DMC targets vascular and tumour cells

21 Apr 2009

2.5-dimethyl-celecoxib exerts antiangiogenic effects on the tumour vasculature

The compound 2.5-dimethyl-celecoxib appears to exert strong anti-tumour and anti-angiogenic effects without the side effects normally associated with Cox-2 inhibitors, according to research conducted at the University of Southern California and presented at the AACR Annual Meeting in Denver.

"This drug targets both the vasculature and the tumour cells, and it is not a Cox-2 inhibitor, so it could be given as a long-term therapy without side effects," said Prof. Florence M. Hofman, professor of pathology at the University of Southern California, Keck School of Medicine. 

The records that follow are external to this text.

use std::collections::HashMap;
use std::io::Cursor;
use std::path::{Path, PathBuf};

use async_compression::tokio::bufread::{
    BzEncoder, DeflateEncoder, GzipEncoder, XzEncoder, ZstdEncoder,
};
use csv_fetch::{
    read_table, read_table_from, Compression, DType, Engine, HeaderMode, ReadError, ReadOptions,
    Table,
};
use tokio::io::AsyncReadExt;

/// Reference table, same shape as the tips dataset.
const TIPS_CSV: &str = "total_bill,tip,day,size\n\
16.99,1.01,Sun,2\n\
10.34,1.66,Sun,3\n\
21.01,3.50,Sun,3\n\
23.68,3.31,Sun,2\n\
24.59,3.61,Sun,4\n\
25.29,4.71,Mon,4\n\
8.77,2.00,Mon,2\n\
26.88,3.12,Mon,4\n\
15.04,1.96,Mon,2\n\
14.78,3.23,Tue,2\n\
10.27,1.71,Tue,2\n\
35.26,5.00,Tue,4\n\
15.42,1.57,Wed,2\n\
18.43,3.00,Wed,4\n\
14.83,3.02,Thu,2\n\
21.58,3.92,Thu,2\n\
10.33,1.67,Thu,3\n\
16.29,3.71,Fri,3\n\
16.97,3.50,Fri,3\n\
20.65,3.35,Sat,3\n\
17.92,4.08,Sat,2\n\
20.29,2.75,Sat,2\n\
15.77,2.23,Sat,2\n\
39.42,7.58,Sat,4\n";

async fn compress(codec: Compression, data: &[u8]) -> Vec<u8> {
    let mut out = Vec::new();
    match codec {
        Compression::Gzip => GzipEncoder::new(data).read_to_end(&mut out).await.unwrap(),
        Compression::Bz2 => BzEncoder::new(data).read_to_end(&mut out).await.unwrap(),
        Compression::Xz => XzEncoder::new(data).read_to_end(&mut out).await.unwrap(),
        Compression::Zstd => ZstdEncoder::new(data).read_to_end(&mut out).await.unwrap(),
        other => panic!("no encoder for {other:?}"),
    };
    out
}

/// Minimal single-entry zip archive with a deflated body.
async fn zip_archive(name: &str, data: &[u8], crc: u32) -> Vec<u8> {
    let mut deflated = Vec::new();
    DeflateEncoder::new(data)
        .read_to_end(&mut deflated)
        .await
        .unwrap();
    let mut out = Vec::new();
    out.extend_from_slice(&[0x50, 0x4b, 0x03, 0x04]);
    out.extend_from_slice(&20u16.to_le_bytes()); // version needed
    out.extend_from_slice(&0u16.to_le_bytes()); // flags
    out.extend_from_slice(&8u16.to_le_bytes()); // method: deflate
    out.extend_from_slice(&0u16.to_le_bytes()); // mod time
    out.extend_from_slice(&0u16.to_le_bytes()); // mod date
    out.extend_from_slice(&crc.to_le_bytes());
    out.extend_from_slice(&(deflated.len() as u32).to_le_bytes());
    out.extend_from_slice(&(data.len() as u32).to_le_bytes());
    out.extend_from_slice(&(name.len() as u16).to_le_bytes());
    out.extend_from_slice(&0u16.to_le_bytes()); // extra len
    out.extend_from_slice(name.as_bytes());
    out.extend_from_slice(&deflated);
    out
}

fn crc32(data: &[u8]) -> u32 {
    let mut hasher = crc32fast::Hasher::new();
    hasher.update(data);
    hasher.finalize()
}

fn write_file(dir: &Path, name: &str, bytes: &[u8]) -> PathBuf {
    let path = dir.join(name);
    std::fs::write(&path, bytes).unwrap();
    path
}

fn options(engine: Engine) -> ReadOptions {
    ReadOptions {
        engine,
        ..ReadOptions::default()
    }
}

async fn expected_table(engine: Engine) -> Table {
    read_table_from(TIPS_CSV.as_bytes(), "tips.csv", &options(engine))
        .await
        .unwrap()
}

#[tokio::test]
async fn parses_reference_table_and_infers_types() -> anyhow::Result<()> {
    let dir = tempfile::tempdir()?;
    let path = write_file(dir.path(), "tips.csv", TIPS_CSV.as_bytes());

    for engine in [Engine::Fast, Engine::Flexible] {
        let table = read_table(path.to_str().unwrap(), &options(engine)).await?;
        assert_eq!(table.num_rows(), 24);
        assert_eq!(table.column_names(), vec!["total_bill", "tip", "day", "size"]);
        assert_eq!(table.column("total_bill").unwrap().values.dtype(), DType::Float64);
        assert_eq!(table.column("tip").unwrap().values.dtype(), DType::Float64);
        assert_eq!(table.column("day").unwrap().values.dtype(), DType::Utf8);
        assert_eq!(table.column("size").unwrap().values.dtype(), DType::Int64);

        let bills = table.column("total_bill").unwrap().values.as_float64().unwrap();
        assert_eq!(bills[0], Some(16.99));
        let sizes = table.column("size").unwrap().values.as_int64().unwrap();
        assert_eq!(sizes[4], Some(4));
    }
    Ok(())
}

#[tokio::test]
async fn explicit_codec_matches_inferred_extension() -> anyhow::Result<()> {
    let dir = tempfile::tempdir()?;
    let cases = [
        (Compression::Gzip, "tips.csv.gz"),
        (Compression::Bz2, "tips.csv.bz2"),
        (Compression::Xz, "tips.csv.xz"),
        (Compression::Zstd, "tips.csv.zst"),
    ];
    for engine in [Engine::Fast, Engine::Flexible] {
        let expected = expected_table(engine).await;
        for (codec, name) in cases {
            let encoded = compress(codec, TIPS_CSV.as_bytes()).await;
            let inferred_path = write_file(dir.path(), name, &encoded);
            // Extension carries no codec hint here; only the explicit option
            // can decode it.
            let explicit_path = write_file(dir.path(), "tips.bin", &encoded);

            let inferred =
                read_table(inferred_path.to_str().unwrap(), &options(engine)).await?;
            let explicit = read_table(
                explicit_path.to_str().unwrap(),
                &ReadOptions {
                    compression: codec,
                    ..options(engine)
                },
            )
            .await?;

            assert_eq!(inferred, expected, "{name} inferred");
            assert_eq!(explicit, expected, "{name} explicit");
        }
    }
    Ok(())
}

#[tokio::test]
async fn reads_single_entry_zip() -> anyhow::Result<()> {
    let dir = tempfile::tempdir()?;
    let archive = zip_archive("tips.csv", TIPS_CSV.as_bytes(), crc32(TIPS_CSV.as_bytes())).await;
    let path = write_file(dir.path(), "tips.csv.zip", &archive);

    for engine in [Engine::Fast, Engine::Flexible] {
        let expected = expected_table(engine).await;
        let table = read_table(path.to_str().unwrap(), &options(engine)).await?;
        assert_eq!(table, expected);
    }
    Ok(())
}

#[tokio::test]
async fn zip_crc_mismatch_is_a_decode_error() -> anyhow::Result<()> {
    let dir = tempfile::tempdir()?;
    let archive = zip_archive("tips.csv", TIPS_CSV.as_bytes(), 0xdeadbeef).await;
    let path = write_file(dir.path(), "tips.csv.zip", &archive);

    let err = read_table(path.to_str().unwrap(), &options(Engine::Fast))
        .await
        .unwrap_err();
    match err {
        ReadError::Decode { codec, .. } => assert_eq!(codec, "zip"),
        other => panic!("unexpected error: {other}"),
    }
    Ok(())
}

#[tokio::test]
async fn mismatched_codec_is_a_decode_error() -> anyhow::Result<()> {
    let dir = tempfile::tempdir()?;
    let path = write_file(dir.path(), "tips.csv", TIPS_CSV.as_bytes());

    let err = read_table(
        path.to_str().unwrap(),
        &ReadOptions {
            compression: Compression::Gzip,
            ..ReadOptions::default()
        },
    )
    .await
    .unwrap_err();
    match err {
        ReadError::Decode { codec, .. } => assert_eq!(codec, "gzip"),
        other => panic!("unexpected error: {other}"),
    }
    Ok(())
}

#[tokio::test]
async fn nrows_returns_reference_prefix() -> anyhow::Result<()> {
    let dir = tempfile::tempdir()?;
    let prefix: String = TIPS_CSV.lines().take(11).collect::<Vec<_>>().join("\n") + "\n";

    for engine in [Engine::Fast, Engine::Flexible] {
        let expected = read_table_from(
            Cursor::new(prefix.clone().into_bytes()),
            "tips.csv",
            &options(engine),
        )
        .await?;
        assert_eq!(expected.num_rows(), 10);

        for codec in [Compression::None, Compression::Gzip, Compression::Bz2] {
            let (name, bytes) = match codec {
                Compression::None => ("tips.csv".to_string(), TIPS_CSV.as_bytes().to_vec()),
                Compression::Gzip => ("tips.csv.gz".to_string(), compress(codec, TIPS_CSV.as_bytes()).await),
                _ => ("tips.csv.bz2".to_string(), compress(codec, TIPS_CSV.as_bytes()).await),
            };
            let path = write_file(dir.path(), &name, &bytes);
            let table = read_table(
                path.to_str().unwrap(),
                &ReadOptions {
                    nrows: Some(10),
                    ..options(engine)
                },
            )
            .await?;
            assert_eq!(table, expected, "{name}");
        }
    }
    Ok(())
}

#[tokio::test]
async fn latin1_encoding_decodes_exact_characters() -> anyhow::Result<()> {
    let dir = tempfile::tempdir()?;
    let mut lines = Vec::new();
    for i in 0..20 {
        if i == 15 {
            lines.push(format!("{i},Á köldum klaka (Cold Fever) (1994)"));
        } else {
            lines.push(format!("{i},title {i}"));
        }
    }
    let text = lines.join("\n") + "\n";
    let bytes: Vec<u8> = text.chars().map(|c| c as u32 as u8).collect();
    let path = write_file(dir.path(), "unicode.csv", &bytes);

    let table = read_table(
        path.to_str().unwrap(),
        &ReadOptions {
            header: HeaderMode::None,
            encoding: encoding_rs::Encoding::for_label(b"latin1").unwrap(),
            ..ReadOptions::default()
        },
    )
    .await?;

    assert_eq!(table.column_names(), vec!["0", "1"]);
    let titles = table.column("1").unwrap().values.as_utf8().unwrap();
    assert_eq!(
        titles[15].as_deref(),
        Some("Á köldum klaka (Cold Fever) (1994)")
    );
    Ok(())
}

#[tokio::test]
async fn tab_separator() -> anyhow::Result<()> {
    let dir = tempfile::tempdir()?;
    let data = "name\tsalary\nalice\t120\nbob\t95\n";
    let path = write_file(dir.path(), "salaries.csv", data.as_bytes());

    for engine in [Engine::Fast, Engine::Flexible] {
        let table = read_table(
            path.to_str().unwrap(),
            &ReadOptions {
                separator: b'\t',
                ..options(engine)
            },
        )
        .await?;
        assert_eq!(table.column_names(), vec!["name", "salary"]);
        assert_eq!(
            table.column("salary").unwrap().values.as_int64().unwrap(),
            &[Some(120), Some(95)]
        );
    }
    Ok(())
}

#[tokio::test]
async fn dtype_override_and_failure() -> anyhow::Result<()> {
    let dir = tempfile::tempdir()?;
    let path = write_file(dir.path(), "tips.csv", TIPS_CSV.as_bytes());

    let mut dtypes = HashMap::new();
    dtypes.insert("size".to_string(), DType::Float64);
    let table = read_table(
        path.to_str().unwrap(),
        &ReadOptions {
            dtypes,
            ..ReadOptions::default()
        },
    )
    .await?;
    assert_eq!(table.column("size").unwrap().values.dtype(), DType::Float64);

    let mut dtypes = HashMap::new();
    dtypes.insert("day".to_string(), DType::Int64);
    let err = read_table(
        path.to_str().unwrap(),
        &ReadOptions {
            dtypes,
            ..ReadOptions::default()
        },
    )
    .await
    .unwrap_err();
    assert!(matches!(err, ReadError::ColumnType { row: 0, .. }));
    Ok(())
}

#[tokio::test]
async fn invalid_utf8_reports_offset() -> anyhow::Result<()> {
    let dir = tempfile::tempdir()?;
    // 0xFF at byte offset 6
    let path = write_file(dir.path(), "bad.csv", b"a,b\n1,\xffx\n");

    for engine in [Engine::Fast, Engine::Flexible] {
        let err = read_table(path.to_str().unwrap(), &options(engine))
            .await
            .unwrap_err();
        match err {
            ReadError::Encoding { offset, .. } => assert_eq!(offset, 6),
            other => panic!("unexpected error: {other}"),
        }
    }
    Ok(())
}

#[tokio::test]
async fn ragged_rows_split_the_engines() -> anyhow::Result<()> {
    let dir = tempfile::tempdir()?;
    let path = write_file(dir.path(), "ragged.csv", b"a,b\n1,2\n3,4,5\n6,7\n");

    let err = read_table(path.to_str().unwrap(), &options(Engine::Fast))
        .await
        .unwrap_err();
    assert!(matches!(err, ReadError::MalformedRow { row: 1, .. }));

    let table = read_table(path.to_str().unwrap(), &options(Engine::Flexible)).await?;
    assert_eq!(table.num_rows(), 3);
    Ok(())
}

#[tokio::test]
async fn missing_file_is_not_found() {
    let err = read_table("/no/such/dir/tips.csv", &ReadOptions::default())
        .await
        .unwrap_err();
    assert!(matches!(err, ReadError::NotFound(_)));
}

#[tokio::test]
async fn header_only_and_empty_inputs() -> anyhow::Result<()> {
    let dir = tempfile::tempdir()?;
    let header_only = write_file(dir.path(), "header.csv", b"a,b\n");
    let empty = write_file(dir.path(), "empty.csv", b"");

    for engine in [Engine::Fast, Engine::Flexible] {
        let table = read_table(header_only.to_str().unwrap(), &options(engine)).await?;
        assert_eq!(table.column_names(), vec!["a", "b"]);
        assert_eq!(table.num_rows(), 0);

        let table = read_table(empty.to_str().unwrap(), &options(engine)).await?;
        assert_eq!(table.num_columns(), 0);
        assert_eq!(table.num_rows(), 0);
    }
    Ok(())
}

The researchers observed the effects of dimethyl-celecoxib (DMC) in brain cancer, but Hofman said the agent could work in different solid tumours that are dependent on the blood supply for growth. 

"This drug would be particularly useful for metastatic cancer to the brain, including breast cancer, which is a huge problem," she said. 

Hofman and colleagues isolated endothelial cells from human nonmalignant brain and glioma tissues and then treated them with DMC to test for functional activity. They found that DMC suppressed endothelial cell proliferation and migration. 

Treatment with this drug in animal studies showed smaller tumours and fewer blood vessels in the tumours, with a 35 to 45 per cent reduction in microdensity. This is important because tumours need a growing vasculature, or blood supply, in order to grow.